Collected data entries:

------------------------------

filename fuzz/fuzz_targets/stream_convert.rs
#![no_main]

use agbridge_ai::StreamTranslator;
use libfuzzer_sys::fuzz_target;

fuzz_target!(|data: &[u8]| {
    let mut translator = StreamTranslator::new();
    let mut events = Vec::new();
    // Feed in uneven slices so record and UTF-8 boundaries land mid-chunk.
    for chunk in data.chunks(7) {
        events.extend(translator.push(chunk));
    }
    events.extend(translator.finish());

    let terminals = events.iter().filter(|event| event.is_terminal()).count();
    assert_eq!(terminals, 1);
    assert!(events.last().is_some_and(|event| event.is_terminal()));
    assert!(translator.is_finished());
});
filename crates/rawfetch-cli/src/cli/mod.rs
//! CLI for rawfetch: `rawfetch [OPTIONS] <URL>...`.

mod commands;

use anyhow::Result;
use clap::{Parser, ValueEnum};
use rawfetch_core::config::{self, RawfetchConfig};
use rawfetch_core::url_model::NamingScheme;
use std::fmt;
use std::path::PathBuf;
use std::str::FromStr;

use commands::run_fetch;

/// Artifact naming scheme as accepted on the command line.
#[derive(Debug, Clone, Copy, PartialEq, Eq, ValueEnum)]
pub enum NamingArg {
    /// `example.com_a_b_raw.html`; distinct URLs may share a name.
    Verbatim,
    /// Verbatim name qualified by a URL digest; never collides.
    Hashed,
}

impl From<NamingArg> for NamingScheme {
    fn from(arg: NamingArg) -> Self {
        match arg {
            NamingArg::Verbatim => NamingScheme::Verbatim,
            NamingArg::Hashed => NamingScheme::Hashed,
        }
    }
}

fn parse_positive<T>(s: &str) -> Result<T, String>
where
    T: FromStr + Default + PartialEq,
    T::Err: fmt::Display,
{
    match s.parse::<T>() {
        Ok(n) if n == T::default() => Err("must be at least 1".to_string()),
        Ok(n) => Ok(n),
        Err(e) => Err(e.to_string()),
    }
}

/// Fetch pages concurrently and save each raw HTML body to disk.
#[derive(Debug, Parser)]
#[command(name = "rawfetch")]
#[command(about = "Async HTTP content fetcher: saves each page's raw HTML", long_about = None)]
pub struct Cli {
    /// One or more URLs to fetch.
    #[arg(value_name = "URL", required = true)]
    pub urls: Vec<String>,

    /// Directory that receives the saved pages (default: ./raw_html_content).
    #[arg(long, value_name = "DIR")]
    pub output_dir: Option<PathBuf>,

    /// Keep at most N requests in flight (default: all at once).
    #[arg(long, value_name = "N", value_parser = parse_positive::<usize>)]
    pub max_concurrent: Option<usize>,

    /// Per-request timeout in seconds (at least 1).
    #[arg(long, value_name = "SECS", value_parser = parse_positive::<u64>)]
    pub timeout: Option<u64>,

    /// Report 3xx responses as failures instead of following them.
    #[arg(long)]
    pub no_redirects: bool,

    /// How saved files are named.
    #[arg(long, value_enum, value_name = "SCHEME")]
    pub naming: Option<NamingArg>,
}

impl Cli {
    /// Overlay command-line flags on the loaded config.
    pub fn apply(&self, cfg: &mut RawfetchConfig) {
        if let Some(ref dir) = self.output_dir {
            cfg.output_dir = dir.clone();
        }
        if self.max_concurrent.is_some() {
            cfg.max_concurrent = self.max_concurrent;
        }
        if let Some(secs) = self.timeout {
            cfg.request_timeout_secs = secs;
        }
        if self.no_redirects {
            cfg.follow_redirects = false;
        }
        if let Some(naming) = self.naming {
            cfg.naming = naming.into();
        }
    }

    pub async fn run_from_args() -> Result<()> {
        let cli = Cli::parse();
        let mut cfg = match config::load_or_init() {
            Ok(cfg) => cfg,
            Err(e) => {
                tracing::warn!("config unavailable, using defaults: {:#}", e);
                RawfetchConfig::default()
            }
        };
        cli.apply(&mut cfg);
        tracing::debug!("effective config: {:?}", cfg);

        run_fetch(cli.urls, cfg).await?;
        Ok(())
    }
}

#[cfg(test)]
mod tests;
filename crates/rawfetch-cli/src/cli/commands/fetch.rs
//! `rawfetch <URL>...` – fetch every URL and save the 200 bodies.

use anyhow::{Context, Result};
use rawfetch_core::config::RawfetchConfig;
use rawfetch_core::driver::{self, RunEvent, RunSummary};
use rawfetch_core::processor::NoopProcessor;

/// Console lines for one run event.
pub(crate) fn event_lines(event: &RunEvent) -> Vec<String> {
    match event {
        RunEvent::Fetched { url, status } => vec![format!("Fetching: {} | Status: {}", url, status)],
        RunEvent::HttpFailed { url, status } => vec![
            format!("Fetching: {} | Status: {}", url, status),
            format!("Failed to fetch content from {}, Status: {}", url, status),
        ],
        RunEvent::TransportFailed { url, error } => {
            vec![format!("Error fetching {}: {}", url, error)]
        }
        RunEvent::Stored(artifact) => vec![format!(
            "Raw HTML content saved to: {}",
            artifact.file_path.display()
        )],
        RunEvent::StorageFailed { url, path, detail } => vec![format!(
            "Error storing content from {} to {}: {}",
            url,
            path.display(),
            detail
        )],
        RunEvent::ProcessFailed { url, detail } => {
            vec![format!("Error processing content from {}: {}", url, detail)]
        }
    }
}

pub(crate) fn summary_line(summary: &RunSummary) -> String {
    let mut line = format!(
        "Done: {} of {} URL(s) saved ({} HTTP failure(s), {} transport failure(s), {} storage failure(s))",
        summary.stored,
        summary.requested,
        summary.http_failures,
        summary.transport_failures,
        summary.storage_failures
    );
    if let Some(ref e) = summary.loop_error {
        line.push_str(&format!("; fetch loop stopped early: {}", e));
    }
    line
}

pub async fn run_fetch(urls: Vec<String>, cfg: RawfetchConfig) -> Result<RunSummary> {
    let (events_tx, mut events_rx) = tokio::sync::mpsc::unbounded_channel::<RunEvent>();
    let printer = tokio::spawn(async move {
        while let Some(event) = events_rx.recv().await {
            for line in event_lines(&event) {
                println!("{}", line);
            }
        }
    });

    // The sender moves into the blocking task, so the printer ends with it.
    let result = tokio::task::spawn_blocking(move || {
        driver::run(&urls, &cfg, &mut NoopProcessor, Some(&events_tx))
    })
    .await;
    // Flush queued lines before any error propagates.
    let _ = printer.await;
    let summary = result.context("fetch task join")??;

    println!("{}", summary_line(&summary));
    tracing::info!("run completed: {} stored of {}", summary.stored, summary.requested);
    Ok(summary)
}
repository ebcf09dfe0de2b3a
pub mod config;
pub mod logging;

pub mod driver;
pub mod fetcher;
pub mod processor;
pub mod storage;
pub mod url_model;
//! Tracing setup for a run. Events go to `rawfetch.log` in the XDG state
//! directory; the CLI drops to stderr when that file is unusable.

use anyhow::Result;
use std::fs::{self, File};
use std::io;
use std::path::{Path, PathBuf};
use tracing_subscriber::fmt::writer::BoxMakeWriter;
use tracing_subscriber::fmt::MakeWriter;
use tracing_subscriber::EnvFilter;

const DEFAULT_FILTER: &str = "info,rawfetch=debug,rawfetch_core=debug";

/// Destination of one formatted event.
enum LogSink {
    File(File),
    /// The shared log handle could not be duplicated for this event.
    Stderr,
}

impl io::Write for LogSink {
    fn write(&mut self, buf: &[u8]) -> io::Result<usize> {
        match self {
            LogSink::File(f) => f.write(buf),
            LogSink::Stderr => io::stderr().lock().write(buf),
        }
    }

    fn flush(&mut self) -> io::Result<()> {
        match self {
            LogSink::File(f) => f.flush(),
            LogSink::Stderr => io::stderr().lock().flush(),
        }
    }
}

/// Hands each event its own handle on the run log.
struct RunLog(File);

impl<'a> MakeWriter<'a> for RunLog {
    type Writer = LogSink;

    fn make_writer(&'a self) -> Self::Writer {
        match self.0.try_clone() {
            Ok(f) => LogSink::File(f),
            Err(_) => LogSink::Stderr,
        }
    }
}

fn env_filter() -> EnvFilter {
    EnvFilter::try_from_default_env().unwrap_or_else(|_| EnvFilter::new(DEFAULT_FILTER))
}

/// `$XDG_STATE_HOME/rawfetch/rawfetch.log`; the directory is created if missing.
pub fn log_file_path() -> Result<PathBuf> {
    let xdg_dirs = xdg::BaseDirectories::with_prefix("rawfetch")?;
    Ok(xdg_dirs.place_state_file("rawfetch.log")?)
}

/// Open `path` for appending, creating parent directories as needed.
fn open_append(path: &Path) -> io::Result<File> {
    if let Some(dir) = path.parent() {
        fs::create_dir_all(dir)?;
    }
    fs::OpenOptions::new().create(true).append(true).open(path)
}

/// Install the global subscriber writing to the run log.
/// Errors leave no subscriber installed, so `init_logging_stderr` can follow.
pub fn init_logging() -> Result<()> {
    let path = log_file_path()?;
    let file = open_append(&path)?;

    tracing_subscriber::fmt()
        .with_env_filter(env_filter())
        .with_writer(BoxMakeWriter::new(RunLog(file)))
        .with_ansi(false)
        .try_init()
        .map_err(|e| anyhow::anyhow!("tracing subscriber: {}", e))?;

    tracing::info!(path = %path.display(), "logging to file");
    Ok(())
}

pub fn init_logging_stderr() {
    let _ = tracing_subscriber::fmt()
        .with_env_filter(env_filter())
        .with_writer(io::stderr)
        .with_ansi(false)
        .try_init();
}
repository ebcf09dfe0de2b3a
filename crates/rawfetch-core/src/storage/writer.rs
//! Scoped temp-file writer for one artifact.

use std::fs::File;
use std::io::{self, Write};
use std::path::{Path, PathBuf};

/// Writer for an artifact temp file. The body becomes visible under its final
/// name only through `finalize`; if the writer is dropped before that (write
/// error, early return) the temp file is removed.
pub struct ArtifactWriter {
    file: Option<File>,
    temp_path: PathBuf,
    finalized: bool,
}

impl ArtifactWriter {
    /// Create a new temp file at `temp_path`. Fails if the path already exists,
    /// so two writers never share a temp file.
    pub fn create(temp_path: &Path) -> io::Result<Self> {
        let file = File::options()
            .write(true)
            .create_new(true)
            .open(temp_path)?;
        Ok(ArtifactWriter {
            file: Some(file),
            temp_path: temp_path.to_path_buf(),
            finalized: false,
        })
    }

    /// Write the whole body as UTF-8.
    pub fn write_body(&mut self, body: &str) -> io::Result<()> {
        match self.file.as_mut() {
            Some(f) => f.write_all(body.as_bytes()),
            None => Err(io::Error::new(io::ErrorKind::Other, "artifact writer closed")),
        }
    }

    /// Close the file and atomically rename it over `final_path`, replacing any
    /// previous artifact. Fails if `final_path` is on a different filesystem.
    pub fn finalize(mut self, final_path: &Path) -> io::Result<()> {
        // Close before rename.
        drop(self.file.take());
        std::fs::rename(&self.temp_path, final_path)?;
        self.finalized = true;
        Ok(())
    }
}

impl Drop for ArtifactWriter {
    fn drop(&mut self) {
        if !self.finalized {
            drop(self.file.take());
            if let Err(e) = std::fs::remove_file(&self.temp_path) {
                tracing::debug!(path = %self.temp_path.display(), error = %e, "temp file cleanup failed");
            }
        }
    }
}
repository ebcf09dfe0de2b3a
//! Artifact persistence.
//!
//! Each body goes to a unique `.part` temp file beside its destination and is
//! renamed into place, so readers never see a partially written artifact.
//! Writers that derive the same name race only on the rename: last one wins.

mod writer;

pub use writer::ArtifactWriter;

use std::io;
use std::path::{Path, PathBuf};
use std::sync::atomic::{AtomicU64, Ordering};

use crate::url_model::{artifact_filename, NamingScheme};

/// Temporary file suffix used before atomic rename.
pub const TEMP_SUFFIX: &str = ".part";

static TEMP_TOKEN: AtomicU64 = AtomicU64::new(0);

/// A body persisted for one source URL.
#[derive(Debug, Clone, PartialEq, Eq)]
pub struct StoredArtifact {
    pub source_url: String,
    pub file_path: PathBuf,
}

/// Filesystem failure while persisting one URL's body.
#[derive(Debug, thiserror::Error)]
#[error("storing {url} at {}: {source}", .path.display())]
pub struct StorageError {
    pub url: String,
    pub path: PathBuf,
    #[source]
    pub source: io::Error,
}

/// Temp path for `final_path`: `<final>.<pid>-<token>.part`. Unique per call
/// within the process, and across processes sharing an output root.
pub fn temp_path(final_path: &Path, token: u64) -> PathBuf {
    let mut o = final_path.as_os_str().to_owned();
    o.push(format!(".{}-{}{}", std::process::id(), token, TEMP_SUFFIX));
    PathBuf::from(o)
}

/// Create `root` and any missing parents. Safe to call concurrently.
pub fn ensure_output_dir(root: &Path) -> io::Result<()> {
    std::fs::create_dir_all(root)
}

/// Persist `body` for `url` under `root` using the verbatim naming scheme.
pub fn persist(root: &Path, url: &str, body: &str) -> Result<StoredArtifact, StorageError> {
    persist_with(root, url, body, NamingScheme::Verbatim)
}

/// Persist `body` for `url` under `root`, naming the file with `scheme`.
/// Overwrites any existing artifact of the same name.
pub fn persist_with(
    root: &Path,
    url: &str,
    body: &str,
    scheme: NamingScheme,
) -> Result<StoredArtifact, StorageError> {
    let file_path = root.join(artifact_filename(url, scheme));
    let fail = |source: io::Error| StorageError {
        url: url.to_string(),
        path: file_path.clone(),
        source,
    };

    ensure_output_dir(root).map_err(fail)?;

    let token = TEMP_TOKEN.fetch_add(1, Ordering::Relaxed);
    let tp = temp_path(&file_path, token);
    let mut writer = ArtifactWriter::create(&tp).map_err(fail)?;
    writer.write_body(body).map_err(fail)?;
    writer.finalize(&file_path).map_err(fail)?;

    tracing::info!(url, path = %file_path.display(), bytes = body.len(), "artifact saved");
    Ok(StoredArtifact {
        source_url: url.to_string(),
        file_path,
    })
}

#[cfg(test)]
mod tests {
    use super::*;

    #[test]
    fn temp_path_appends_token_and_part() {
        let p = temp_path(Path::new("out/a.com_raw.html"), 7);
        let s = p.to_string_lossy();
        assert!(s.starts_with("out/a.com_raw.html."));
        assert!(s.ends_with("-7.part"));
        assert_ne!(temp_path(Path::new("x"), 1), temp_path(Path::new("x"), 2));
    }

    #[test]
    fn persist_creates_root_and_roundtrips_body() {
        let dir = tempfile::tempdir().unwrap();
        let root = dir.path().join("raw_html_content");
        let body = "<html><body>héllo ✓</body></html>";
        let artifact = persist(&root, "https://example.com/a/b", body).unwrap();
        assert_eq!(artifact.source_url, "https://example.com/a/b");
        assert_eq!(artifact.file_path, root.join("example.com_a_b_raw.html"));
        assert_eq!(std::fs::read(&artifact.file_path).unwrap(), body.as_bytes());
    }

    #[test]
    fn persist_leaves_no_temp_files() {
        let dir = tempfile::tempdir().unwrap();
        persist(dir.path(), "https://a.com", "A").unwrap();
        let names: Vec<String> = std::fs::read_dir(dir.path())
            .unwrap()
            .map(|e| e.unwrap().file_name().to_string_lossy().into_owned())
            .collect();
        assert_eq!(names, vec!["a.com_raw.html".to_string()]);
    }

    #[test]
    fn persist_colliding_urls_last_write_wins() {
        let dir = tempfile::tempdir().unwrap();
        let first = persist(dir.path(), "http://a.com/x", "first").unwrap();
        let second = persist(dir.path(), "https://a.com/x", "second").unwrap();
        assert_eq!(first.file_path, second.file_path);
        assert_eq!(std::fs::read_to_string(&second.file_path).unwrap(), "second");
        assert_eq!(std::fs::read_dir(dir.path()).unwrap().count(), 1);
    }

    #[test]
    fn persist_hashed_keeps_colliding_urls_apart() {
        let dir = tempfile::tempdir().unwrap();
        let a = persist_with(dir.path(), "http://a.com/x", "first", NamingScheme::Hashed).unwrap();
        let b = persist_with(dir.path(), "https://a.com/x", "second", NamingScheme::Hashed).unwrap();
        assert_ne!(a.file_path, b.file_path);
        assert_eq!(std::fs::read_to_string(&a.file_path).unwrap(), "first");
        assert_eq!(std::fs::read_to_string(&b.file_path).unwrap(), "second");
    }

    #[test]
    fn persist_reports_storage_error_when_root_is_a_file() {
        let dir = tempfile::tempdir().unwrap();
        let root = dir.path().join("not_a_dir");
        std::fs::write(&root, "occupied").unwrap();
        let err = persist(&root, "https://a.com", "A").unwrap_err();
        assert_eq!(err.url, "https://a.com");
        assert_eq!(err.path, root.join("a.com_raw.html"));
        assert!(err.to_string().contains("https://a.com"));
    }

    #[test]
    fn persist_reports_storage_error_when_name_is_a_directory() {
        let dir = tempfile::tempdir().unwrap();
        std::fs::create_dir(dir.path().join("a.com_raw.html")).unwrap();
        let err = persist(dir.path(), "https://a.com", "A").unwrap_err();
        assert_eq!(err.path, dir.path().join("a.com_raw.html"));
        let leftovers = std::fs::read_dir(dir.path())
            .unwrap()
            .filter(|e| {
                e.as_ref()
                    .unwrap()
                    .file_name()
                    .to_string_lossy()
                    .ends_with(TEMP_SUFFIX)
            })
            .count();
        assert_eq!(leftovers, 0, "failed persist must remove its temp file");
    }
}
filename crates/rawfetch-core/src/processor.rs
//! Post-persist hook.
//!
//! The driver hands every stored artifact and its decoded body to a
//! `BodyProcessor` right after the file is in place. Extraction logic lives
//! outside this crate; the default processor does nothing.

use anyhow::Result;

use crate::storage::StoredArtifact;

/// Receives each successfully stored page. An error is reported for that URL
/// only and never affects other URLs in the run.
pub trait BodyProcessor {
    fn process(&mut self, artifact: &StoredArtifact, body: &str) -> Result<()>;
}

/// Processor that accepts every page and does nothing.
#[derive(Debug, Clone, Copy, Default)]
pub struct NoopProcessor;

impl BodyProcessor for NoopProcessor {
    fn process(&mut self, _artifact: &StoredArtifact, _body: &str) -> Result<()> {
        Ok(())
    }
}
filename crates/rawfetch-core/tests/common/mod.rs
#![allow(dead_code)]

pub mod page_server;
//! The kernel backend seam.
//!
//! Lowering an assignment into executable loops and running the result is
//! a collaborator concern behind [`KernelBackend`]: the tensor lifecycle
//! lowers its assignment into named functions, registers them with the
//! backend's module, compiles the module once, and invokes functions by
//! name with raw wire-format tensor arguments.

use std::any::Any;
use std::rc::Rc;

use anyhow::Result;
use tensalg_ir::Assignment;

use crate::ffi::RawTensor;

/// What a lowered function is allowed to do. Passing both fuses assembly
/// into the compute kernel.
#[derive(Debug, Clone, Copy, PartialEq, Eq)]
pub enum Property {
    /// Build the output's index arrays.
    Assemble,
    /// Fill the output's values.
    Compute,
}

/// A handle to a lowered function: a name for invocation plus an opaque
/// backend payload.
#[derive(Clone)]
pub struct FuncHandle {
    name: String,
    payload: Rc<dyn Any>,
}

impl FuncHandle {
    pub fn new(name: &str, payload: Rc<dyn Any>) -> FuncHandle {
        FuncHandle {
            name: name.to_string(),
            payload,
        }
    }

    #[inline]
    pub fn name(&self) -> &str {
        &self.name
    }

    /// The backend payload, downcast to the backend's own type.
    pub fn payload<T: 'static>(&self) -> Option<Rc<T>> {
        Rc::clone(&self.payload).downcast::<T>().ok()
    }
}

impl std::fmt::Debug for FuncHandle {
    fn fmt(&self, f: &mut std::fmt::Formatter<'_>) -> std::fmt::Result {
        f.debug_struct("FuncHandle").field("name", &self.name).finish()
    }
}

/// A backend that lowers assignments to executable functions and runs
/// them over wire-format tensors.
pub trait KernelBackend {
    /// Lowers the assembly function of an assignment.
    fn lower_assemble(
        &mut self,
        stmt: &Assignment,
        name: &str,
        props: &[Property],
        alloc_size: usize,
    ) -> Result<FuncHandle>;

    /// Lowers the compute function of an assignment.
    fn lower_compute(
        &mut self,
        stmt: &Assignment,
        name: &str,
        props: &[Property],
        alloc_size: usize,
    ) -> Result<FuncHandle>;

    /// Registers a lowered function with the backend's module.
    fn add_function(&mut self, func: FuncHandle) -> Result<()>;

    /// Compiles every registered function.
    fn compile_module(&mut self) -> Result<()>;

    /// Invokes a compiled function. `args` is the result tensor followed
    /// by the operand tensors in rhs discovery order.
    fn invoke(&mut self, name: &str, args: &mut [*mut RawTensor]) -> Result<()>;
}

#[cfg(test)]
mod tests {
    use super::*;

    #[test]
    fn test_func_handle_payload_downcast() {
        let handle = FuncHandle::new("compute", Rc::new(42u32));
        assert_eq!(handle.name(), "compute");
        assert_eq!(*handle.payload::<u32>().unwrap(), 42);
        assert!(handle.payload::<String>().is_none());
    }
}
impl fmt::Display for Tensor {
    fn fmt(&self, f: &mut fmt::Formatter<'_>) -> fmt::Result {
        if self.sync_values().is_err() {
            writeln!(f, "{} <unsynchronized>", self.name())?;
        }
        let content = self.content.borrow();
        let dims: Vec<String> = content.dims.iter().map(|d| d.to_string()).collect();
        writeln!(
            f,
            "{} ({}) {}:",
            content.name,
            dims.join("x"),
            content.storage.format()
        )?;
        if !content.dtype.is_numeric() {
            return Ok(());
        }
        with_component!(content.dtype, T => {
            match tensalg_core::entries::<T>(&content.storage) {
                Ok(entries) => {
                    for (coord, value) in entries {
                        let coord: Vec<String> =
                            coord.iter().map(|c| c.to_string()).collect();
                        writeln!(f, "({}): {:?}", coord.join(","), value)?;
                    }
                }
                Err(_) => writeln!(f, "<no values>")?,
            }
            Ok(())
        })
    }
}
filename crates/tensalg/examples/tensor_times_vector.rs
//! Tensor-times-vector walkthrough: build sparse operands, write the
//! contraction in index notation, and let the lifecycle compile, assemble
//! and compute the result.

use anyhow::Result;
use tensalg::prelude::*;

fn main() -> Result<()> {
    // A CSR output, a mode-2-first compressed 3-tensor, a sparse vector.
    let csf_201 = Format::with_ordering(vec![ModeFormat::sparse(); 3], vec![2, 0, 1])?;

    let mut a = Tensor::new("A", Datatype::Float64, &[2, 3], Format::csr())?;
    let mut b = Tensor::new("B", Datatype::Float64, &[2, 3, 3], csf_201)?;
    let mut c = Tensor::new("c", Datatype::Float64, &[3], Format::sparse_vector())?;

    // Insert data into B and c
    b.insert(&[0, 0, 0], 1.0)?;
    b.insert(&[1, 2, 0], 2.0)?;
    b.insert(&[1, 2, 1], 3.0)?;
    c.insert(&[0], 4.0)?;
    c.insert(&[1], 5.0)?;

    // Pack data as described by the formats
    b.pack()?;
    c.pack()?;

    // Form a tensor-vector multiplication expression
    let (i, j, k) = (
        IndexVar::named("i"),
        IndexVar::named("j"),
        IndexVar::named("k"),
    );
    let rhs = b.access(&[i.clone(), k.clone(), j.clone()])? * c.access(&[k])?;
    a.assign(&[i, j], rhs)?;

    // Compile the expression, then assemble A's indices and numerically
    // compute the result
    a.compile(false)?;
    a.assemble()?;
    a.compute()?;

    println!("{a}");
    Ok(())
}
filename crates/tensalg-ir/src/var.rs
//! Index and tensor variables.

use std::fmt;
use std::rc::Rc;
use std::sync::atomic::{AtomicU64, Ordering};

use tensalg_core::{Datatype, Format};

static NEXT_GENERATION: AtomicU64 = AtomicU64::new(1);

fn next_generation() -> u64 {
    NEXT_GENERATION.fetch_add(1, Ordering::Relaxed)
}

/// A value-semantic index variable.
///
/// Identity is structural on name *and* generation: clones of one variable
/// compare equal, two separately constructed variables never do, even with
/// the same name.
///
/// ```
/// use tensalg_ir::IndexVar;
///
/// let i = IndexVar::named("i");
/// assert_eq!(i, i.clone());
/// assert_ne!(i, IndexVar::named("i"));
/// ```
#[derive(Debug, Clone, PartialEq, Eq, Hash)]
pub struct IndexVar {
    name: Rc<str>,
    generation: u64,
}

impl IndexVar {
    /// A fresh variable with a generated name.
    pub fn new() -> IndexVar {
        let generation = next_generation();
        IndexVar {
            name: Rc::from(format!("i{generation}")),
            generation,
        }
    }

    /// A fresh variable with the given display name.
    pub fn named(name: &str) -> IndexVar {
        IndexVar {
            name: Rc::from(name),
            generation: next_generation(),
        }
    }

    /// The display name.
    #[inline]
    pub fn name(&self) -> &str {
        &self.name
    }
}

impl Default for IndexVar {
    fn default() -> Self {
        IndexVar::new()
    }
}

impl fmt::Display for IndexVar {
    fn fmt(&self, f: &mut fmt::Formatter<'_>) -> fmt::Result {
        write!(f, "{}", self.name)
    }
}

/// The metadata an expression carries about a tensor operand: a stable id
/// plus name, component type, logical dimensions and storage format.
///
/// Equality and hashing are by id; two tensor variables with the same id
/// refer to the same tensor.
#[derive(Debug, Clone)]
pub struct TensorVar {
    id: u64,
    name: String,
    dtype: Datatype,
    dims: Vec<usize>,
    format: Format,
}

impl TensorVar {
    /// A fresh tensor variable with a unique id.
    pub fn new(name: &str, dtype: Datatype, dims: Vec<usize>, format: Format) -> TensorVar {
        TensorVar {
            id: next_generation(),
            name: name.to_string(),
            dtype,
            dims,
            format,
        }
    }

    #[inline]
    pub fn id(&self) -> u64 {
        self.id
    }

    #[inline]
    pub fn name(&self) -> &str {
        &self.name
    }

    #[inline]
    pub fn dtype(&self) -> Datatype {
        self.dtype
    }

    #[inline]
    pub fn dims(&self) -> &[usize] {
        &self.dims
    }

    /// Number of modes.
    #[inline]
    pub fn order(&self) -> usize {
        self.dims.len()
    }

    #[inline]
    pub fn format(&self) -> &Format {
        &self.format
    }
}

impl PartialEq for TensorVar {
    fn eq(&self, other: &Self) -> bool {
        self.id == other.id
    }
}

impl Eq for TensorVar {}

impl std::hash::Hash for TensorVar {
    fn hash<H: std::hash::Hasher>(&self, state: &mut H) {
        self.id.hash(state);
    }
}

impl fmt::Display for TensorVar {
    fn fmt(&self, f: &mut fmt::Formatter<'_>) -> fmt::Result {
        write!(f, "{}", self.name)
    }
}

------------------------------

> **Required action**
Using the entries above, quote each line verbatim from the first through the line that contains "Ok(n) if n == T::default()".

> **Result below**
filename fuzz/fuzz_targets/stream_convert.rs
#![no_main]

use agbridge_ai::StreamTranslator;
use libfuzzer_sys::fuzz_target;

fuzz_target!(|data: &[u8]| {
    let mut translator = StreamTranslator::new();
    let mut events = Vec::new();
    // Feed in uneven slices so record and UTF-8 boundaries land mid-chunk.
    for chunk in data.chunks(7) {
        events.extend(translator.push(chunk));
    }
    events.extend(translator.finish());

    let terminals = events.iter().filter(|event| event.is_terminal()).count();
    assert_eq!(terminals, 1);
    assert!(events.last().is_some_and(|event| event.is_terminal()));
    assert!(translator.is_finished());
});
filename crates/rawfetch-cli/src/cli/mod.rs
//! CLI for rawfetch: `rawfetch [OPTIONS] <URL>...`.

mod commands;

use anyhow::Result;
use clap::{Parser, ValueEnum};
use rawfetch_core::config::{self, RawfetchConfig};
use rawfetch_core::url_model::NamingScheme;
use std::fmt;
use std::path::PathBuf;
use std::str::FromStr;

use commands::run_fetch;

/// Artifact naming scheme as accepted on the command line.
#[derive(Debug, Clone, Copy, PartialEq, Eq, ValueEnum)]
pub enum NamingArg {
    /// `example.com_a_b_raw.html`; distinct URLs may share a name.
    Verbatim,
    /// Verbatim name qualified by a URL digest; never collides.
    Hashed,
}

impl From<NamingArg> for NamingScheme {
    fn from(arg: NamingArg) -> Self {
        match arg {
            NamingArg::Verbatim => NamingScheme::Verbatim,
            NamingArg::Hashed => NamingScheme::Hashed,
        }
    }
}

fn parse_positive<T>(s: &str) -> Result<T, String>
where
    T: FromStr + Default + PartialEq,
    T::Err: fmt::Display,
{
    match s.parse::<T>() {
        Ok(n) if n == T::default() => Err("must be at least 1".to_string()),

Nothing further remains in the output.